Human rights organization "Emek Shaveh. Archaeology in the Shadow of the Conflict" failed to prevail at the Israeli Supreme Court which sided instead with the view of the Israeli Antiquities Authority, that it had the right to remove the library and archaeological artifacts from the Rockefeller Museum. At issue in this case is the question whether the Israeli authority has the right to cultural assets housed in an East Jerusalem institution. Emek Shaveh had argued that the highly prized books and manuscripts housed at the Rockefeller Museum since its founding in 1936 under the British Mandate and in its location just outside the Old City walls, as well as archaeological finds from across the West Bank (esp. from Sebaste, the old Israelite capital Samaria), are cultural assets of an occupied territory (East Jerusalem was captured by Israel in 1967) and hence forbidden from being transferred by international law. The Israeli Supreme Court, in its decision 3556/16 of July 19, 2016, rejected that view and asserted that international law does not apply in this case, which falls instead under the general ordinance for the Israeli Antiquities Authority, whose mandate it is "to manage and hold a scientific library for the archaeology and history of the land of Israel and its neighborhoods." Supreme Court Justice Esther Hayut pointed out that artifacts had been removed on prior occasions and that therefore any kind of "freeze" in the handling of East Jerusalem archaeological assets was unrealistic. Finally, the justice invoked Israeli law, including the "Jerusalem Basic Law," to assert that Israeli law applies to East Jerusalem and international law has no standing when it comes to the inner affairs of the country.
For Emek Shaveh's petition not to transfer the Rockefeller Museum library and assets to West Jerusalem see http://alt-arch.org/en/press-release-rockefeller-museum-petition-july-2016/.

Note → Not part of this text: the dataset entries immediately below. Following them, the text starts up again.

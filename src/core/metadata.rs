//=========================================================================
// Metadata Store
//=========================================================================
//
// Declarative configuration attachment, re-architected from dynamic
// property injection into an explicit, type-keyed store.
//
// Architecture:
//   scene types   → HashMap<TypeId, SceneContent>   (one blob per type)
//   module types  → HashMap<TypeId, ModuleRecord>   (one blob per type)
//   instance data → HashMap<String, Box<dyn Any>>   (write-once values)
//
// All blobs are immutable once attached: re-attachment is rejected, not
// overwritten. Write-once keyed values back the "scene property" capture
// of the sprite manifest mapper.
//
//=========================================================================

//=== Standard Library Imports ============================================

use std::any::{Any, TypeId};
use std::collections::HashMap;

//=== External Crates =====================================================

use log::warn;

//=== Internal Dependencies ===============================================

use super::render::RenderConfig;
use super::scene::{Scene, SceneContent};

//=== ModuleRecord ========================================================

/// Declarative part of a booted module, kept for introspection.
#[derive(Debug, Clone, PartialEq)]
pub struct ModuleRecord {
    pub start_scene: String,
    pub app_configuration: RenderConfig,
}

//=== MetadataStore =======================================================

/// Type-keyed store for declarative scene and module configuration plus
/// write-once instance values.
pub struct MetadataStore {
    scene_content: HashMap<TypeId, SceneContent>,
    module_records: HashMap<TypeId, ModuleRecord>,
    blocked: HashMap<String, Box<dyn Any>>,
}

impl MetadataStore {
    /// Creates an empty store.
    pub fn new() -> Self {
        Self {
            scene_content: HashMap::new(),
            module_records: HashMap::new(),
            blocked: HashMap::new(),
        }
    }

    //--- Scene Content ----------------------------------------------------

    /// Attaches the content blob for scene type `S`.
    ///
    /// Returns `false` (and leaves the original in place) when `S` already
    /// has content attached.
    pub fn attach_scene_content<S: Scene>(&mut self, content: SceneContent) -> bool {
        self.attach_scene_content_by_key(TypeId::of::<S>(), content)
    }

    pub(crate) fn attach_scene_content_by_key(
        &mut self,
        key: TypeId,
        content: SceneContent,
    ) -> bool {
        if self.scene_content.contains_key(&key) {
            warn!(target: "metadata", "scene content already attached for {:?}", key);
            return false;
        }
        self.scene_content.insert(key, content);
        true
    }

    /// Returns the content attached for scene type `S`, if any.
    pub fn scene_content<S: Scene>(&self) -> Option<&SceneContent> {
        self.scene_content.get(&TypeId::of::<S>())
    }

    //--- Module Records ---------------------------------------------------

    /// Attaches the module record for module type `M`.
    ///
    /// Returns `false` when `M` already has a record attached.
    pub fn attach_module_record<M: 'static>(&mut self, record: ModuleRecord) -> bool {
        let key = TypeId::of::<M>();
        if self.module_records.contains_key(&key) {
            warn!(target: "metadata", "module record already attached for {:?}", key);
            return false;
        }
        self.module_records.insert(key, record);
        true
    }

    /// Returns the record attached for module type `M`, if any.
    pub fn module_record<M: 'static>(&self) -> Option<&ModuleRecord> {
        self.module_records.get(&TypeId::of::<M>())
    }

    //--- Write-Once Keyed Values ------------------------------------------

    /// Stores a keyed value that cannot be overwritten.
    ///
    /// Returns `false` when the key is already occupied.
    pub fn set_blocked(&mut self, key: impl Into<String>, value: impl Any) -> bool {
        let key = key.into();
        if self.blocked.contains_key(&key) {
            warn!(target: "metadata", "blocked value '{}' already set", key);
            return false;
        }
        self.blocked.insert(key, Box::new(value));
        true
    }

    /// Reads a keyed value back at its concrete type.
    ///
    /// Returns `None` when the key is absent or holds a different type.
    pub fn blocked<T: Any>(&self, key: &str) -> Option<&T> {
        self.blocked.get(key).and_then(|value| value.downcast_ref())
    }
}

impl Default for MetadataStore {
    fn default() -> Self {
        Self::new()
    }
}

//=========================================================================
// Unit Tests
//=========================================================================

For the Supreme Court decision (in Hebrew) see http://elyon1.court.gov.il/files/16/560/035/v03/16035560.v03.htm.
For a background article on "nationalization and cultural avoidance" (in Hebrew) see https://www.colman.ac.il/node/6497, posted by Professor Orna Ben-Naftali, The Emile Zola Chair for Human Rights at the Striks School of Law at the
College of Management – Academic Studies (COMAS) and its former Dean.
(Thanks to Prof. Pnina Lahav, BU-LAW, for drawing my attention to this case.)